Big-hearted nurse ‘called’ to take care of others
Spending the better part of the past decade tending to all her patients with love, support and extra care, Duncan Village Day Hospital nurse, Zanyiwe Ndlazi-Jason, has no qualms about going the extra mile.
The 46-year old’s passion for looking after people doesn’t end with her eight-hour shifts.
Known for going above and beyond the call of duty, Ndlazi-Jason can often be found ensuring her elderly neighbours are taking their daily medicines and transporting patients to and from the day clinic regularly.
Ndlazi-Jason, who is a mother of two and widow of Dr Francis Jason, said her passion for nursing started when she was a teenager after she nursed an injured neighbour back to health.
“Nursing isn’t just my job, it’s a calling.
“It started long before I even had training,” said Ndlazi-Jason, who obtained a Bachelor of Nursing Science (B Cur) degree at Fort Hare University.
“When I was about 15, my neighbour was wounded and had a large cut on his head.
“I would go to his home and clean the wound twice a day, and after two weeks it healed and he was out gardening again.
“Whenever he saw me after that he would call me his nurse,” said Ndlazi-Jason, who grew up in Centane, along with five sisters.
“Helping someone that is sick is something that I will live with for the rest of my life.
“If I see person that is sick I forget about my own problems and focus on them.”

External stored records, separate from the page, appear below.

//! Cooperative errand scheduler.
//!
//! spec.md §9 names the errand as a first-class abstraction —
//! `Errand { deadline, predicate, step }` living in a sorted pending set,
//! with a thin runtime popping ready entries — and §5 describes the
//! scheduling model it serves: a single event loop, no preemption between
//! errand bodies, interrupts delivered as IPC that may land between any
//! two bodies. This module gives that abstraction a concrete shape,
//! generalizing the queued-operation bookkeeping style of
//! `examples/RedHatOnTop-kernel-performed-illegal-operation/kernel/src/io/executor.rs`
//! to deadline-driven polling rather than a flat process-and-complete loop.

use alloc::boxed::Box;
use alloc::collections::BinaryHeap;
use core::cmp::Ordering;

/// Monotonic microsecond time source. Supplied externally — a `no_std`
/// driver core has no wall-clock access of its own.
pub trait Clock {
    fn now_us(&self) -> u64;
}

/// Outcome of one [`Poll`] step.
#[derive(Debug, Clone, Copy, PartialEq, Eq)]
pub enum PollOutcome {
    /// The predicate became true.
    Ready,
    /// Not yet true; budget remains.
    Pending,
    /// Budget exhausted before the predicate became true.
    TimedOut,
}

/// The `poll(interval, budget, predicate)` primitive `initialize`'s
/// bring-up chain is built from (spec §4.5): re-check `predicate` no more
/// often than every `interval_us`, give up once `budget_us` has elapsed
/// since the poll began.
pub struct Poll<F: FnMut() -> bool> {
    interval_us: u64,
    deadline_us: u64,
    next_check_us: u64,
    predicate: F,
}

impl<F: FnMut() -> bool> Poll<F> {
    pub fn new(clock: &dyn Clock, interval_us: u64, budget_us: u64, predicate: F) -> Self {
        let now = clock.now_us();
        Self {
            interval_us,
            deadline_us: now + budget_us,
            next_check_us: now,
            predicate,
        }
    }

    /// Evaluate the predicate if `interval_us` has elapsed since the last
    /// check; otherwise report `Pending` without touching it. Never blocks.
    pub fn step(&mut self, clock: &dyn Clock) -> PollOutcome {
        let now = clock.now_us();
        if now < self.next_check_us {
            return PollOutcome::Pending;
        }
        if (self.predicate)() {
            return PollOutcome::Ready;
        }
        if now >= self.deadline_us {
            return PollOutcome::TimedOut;
        }
        self.next_check_us = now + self.interval_us;
        PollOutcome::Pending
    }

    /// Run to completion by repeatedly stepping with the caller-supplied
    /// clock, useful in tests where the clock advances synchronously with
    /// each check rather than through a real event loop.
    pub fn run_to_completion(&mut self, clock: &dyn Clock, mut advance: impl FnMut()) -> PollOutcome {
        loop {
            match self.step(clock) {
                PollOutcome::Pending => advance(),
                outcome => return outcome,
            }
        }
    }
}

/// Result of stepping a scheduled continuation.
pub enum StepResult {
    /// The errand is finished.
    Done,
    /// Re-run this same continuation after `delay_us` more microseconds.
    Reschedule(u64),
    /// Replace this continuation with the next stage of a multi-step
    /// errand (e.g. `initialize`'s clear-bit -> poll -> clear-bit -> poll
    /// chain), due immediately.
    Chain(Box<dyn Continuation>),
}

/// One deferred unit of work. Implementors hold whatever state a single
/// errand body needs (a `Poll`, a port index, ...).
pub trait Continuation {
    fn step(&mut self, now_us: u64) -> StepResult;
}

struct Entry {
    due_us: u64,
    seq: u64,
    cont: Box<dyn Continuation>,
}

impl PartialEq for Entry {
    fn eq(&self, other: &Self) -> bool {
        self.due_us == other.due_us && self.seq == other.seq
    }
}
impl Eq for Entry {}
impl Ord for Entry {
    fn cmp(&self, other: &Self) -> Ordering {
        // BinaryHeap is a max-heap; we want the earliest due time first.
        other.due_us.cmp(&self.due_us).then_with(|| other.seq.cmp(&self.seq))
    }
}
impl PartialOrd for Entry {
    fn partial_cmp(&self, other: &Self) -> Option<Ordering> {
        Some(self.cmp(other))
    }
}

/// A min-heap of pending continuations keyed by due time. The single
/// event loop calls `run_ready` whenever it is idle (between IPC waits).
pub struct Scheduler {
    pending: BinaryHeap<Entry>,
    next_seq: u64,
}

impl Scheduler {
    pub fn new() -> Self {
        Self {
            pending: BinaryHeap::new(),
            next_seq: 0,
        }
    }

    pub fn is_empty(&self) -> bool {
        self.pending.is_empty()
    }

    pub fn len(&self) -> usize {
        self.pending.len()
    }

    /// Schedule `cont` to run `delay_us` microseconds from `now_us`.
    pub fn schedule(&mut self, now_us: u64, delay_us: u64, cont: Box<dyn Continuation>) {
        let seq = self.next_seq;
        self.next_seq += 1;
        self.pending.push(Entry {
            due_us: now_us + delay_us,
            seq,
            cont,
        });
    }

    /// Pop and run every continuation whose due time has arrived,
    /// following `Reschedule`/`Chain` results until nothing more is ready.
    /// Returns the number of `step` invocations performed.
    pub fn run_ready(&mut self, now_us: u64) -> usize {
        let mut steps = 0;
        loop {
            let Some(top) = self.pending.peek() else {
                break;
            };
            if top.due_us > now_us {
                break;
            }
            let mut entry = self.pending.pop().unwrap();
            steps += 1;
            match entry.cont.step(now_us) {
                StepResult::Done => {}
                StepResult::Reschedule(delay_us) => {
                    entry.due_us = now_us + delay_us;
                    self.pending.push(entry);
                }
                StepResult::Chain(next) => {
                    entry.cont = next;
                    entry.due_us = now_us;
                    self.pending.push(entry);
                }
            }
        }
        steps
    }
}

impl Default for Scheduler {
    fn default() -> Self {
        Self::new()
    }
}

#[cfg(test)]
mod tests {
    use super::*;
    use core::cell::Cell;

    struct FakeClock {
        now: Cell<u64>,
    }
    impl Clock for FakeClock {
        fn now_us(&self) -> u64 {
            self.now.get()
        }
    }

    #[test]
    fn poll_reaches_ready_before_budget() {
        let clock = FakeClock { now: Cell::new(0) };
        let mut tries = 0;
        let mut poll = Poll::new(&clock, 10, 50_000, move || {
            tries += 1;
            tries >= 3
        });
        let outcome = poll.run_to_completion(&clock, || {
            clock.now.set(clock.now.get() + 10);
        });
        assert_eq!(outcome, PollOutcome::Ready);
    }

    #[test]
    fn poll_times_out_when_budget_exceeded() {
        let clock = FakeClock { now: Cell::new(0) };
        let mut poll = Poll::new(&clock, 10, 50, || false);
        let outcome = poll.run_to_completion(&clock, || {
            clock.now.set(clock.now.get() + 10);
        });
        assert_eq!(outcome, PollOutcome::TimedOut);
    }

    struct CountingContinuation {
        remaining: u32,
    }
    impl Continuation for CountingContinuation {
        fn step(&mut self, _now_us: u64) -> StepResult {
            if self.remaining == 0 {
                StepResult::Done
            } else {
                self.remaining -= 1;
                StepResult::Reschedule(5)
            }
        }
    }

    #[test]
    fn scheduler_reschedules_until_done() {
        let mut sched = Scheduler::new();
        sched.schedule(0, 0, Box::new(CountingContinuation { remaining: 2 }));
        assert_eq!(sched.run_ready(0), 1);
        assert!(!sched.is_empty());
        assert_eq!(sched.run_ready(5), 1);
        assert_eq!(sched.run_ready(10), 1);
        assert!(sched.is_empty());
    }

    #[test]
    fn scheduler_respects_due_time() {
        let mut sched = Scheduler::new();
        sched.schedule(0, 100, Box::new(CountingContinuation { remaining: 0 }));
        assert_eq!(sched.run_ready(50), 0);
        assert_eq!(sched.run_ready(100), 1);
    }
}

Since graduating, Ndlazi-Jason has worked at Cecilia Makiwane hospital and Duncan Village Day Hospital’s maternity ward and chronic illnesses department.
She said working during the Covid-19 pandemic had been incredibly tough on all medical staff at the day hospital.
“One of the biggest challenges of working as a nurse during the Covid 19 pandemic was the panic, anxiety and lack of information on how to deal with it,” said Ndlazi-Jason.
“The shortage of PPE, whereby we had to share a box of gloves with about eight staff members was also a big challenge.
“There was also a shortage of aprons and masks.
“Nurses are nursing patients out of love, so most of the patient management is very challenging.
“For example, when you have to put a drip on a very dehydrated patient and you have feel for the vein with your finger, but with a glove on, and also thinking of maintaining social distancing
“It is very difficult for nurses and doctors.
“The Covid-19 pandemic is a frustrating situation.
“When you are helping sick patients you also have to be very cautious about taking the necessary precautions,” said Ndlazi-Jason.
While her daily nursing duties of administering medication, providing physical care and observing, monitoring and assessing patients keeps Ndlazi-Jason busy, especially during the pandemic, she is always ready to put in extra hours and effort to help those who are sick.
“When I see a patient hasn’t come to the clinic for a while, I will find their address in the hospital records and go knock on their door to take them to the clinic so they can get their medicine,” said Ndlazi-Jason.
“Many people, especially HIV and TB patients, don’t realise how important a strict medication regimen is for their health.
“Some are too scared to take their medication in front of family because they fear they will be judged about their status.
“So I try to counsel them and make them understand how important it is and encourage them to come to the clinic regularly.”
She said a big issue was that patients often had no money for transport to the clinic, and she tried to help whenever she could.
With hygiene precautions in place and mandatory face masks, Ndlazi-Jason has continued to transport patients who have no means of getting to and from the clinic throughout the lockdown.
“The most rewarding thing about being a nurse to me is to see patients improve and I hear those words of acknowledgment.
“The best feeling is when you help a person and you know that you did the best that could do to help them,” Ndlazi-Jason said.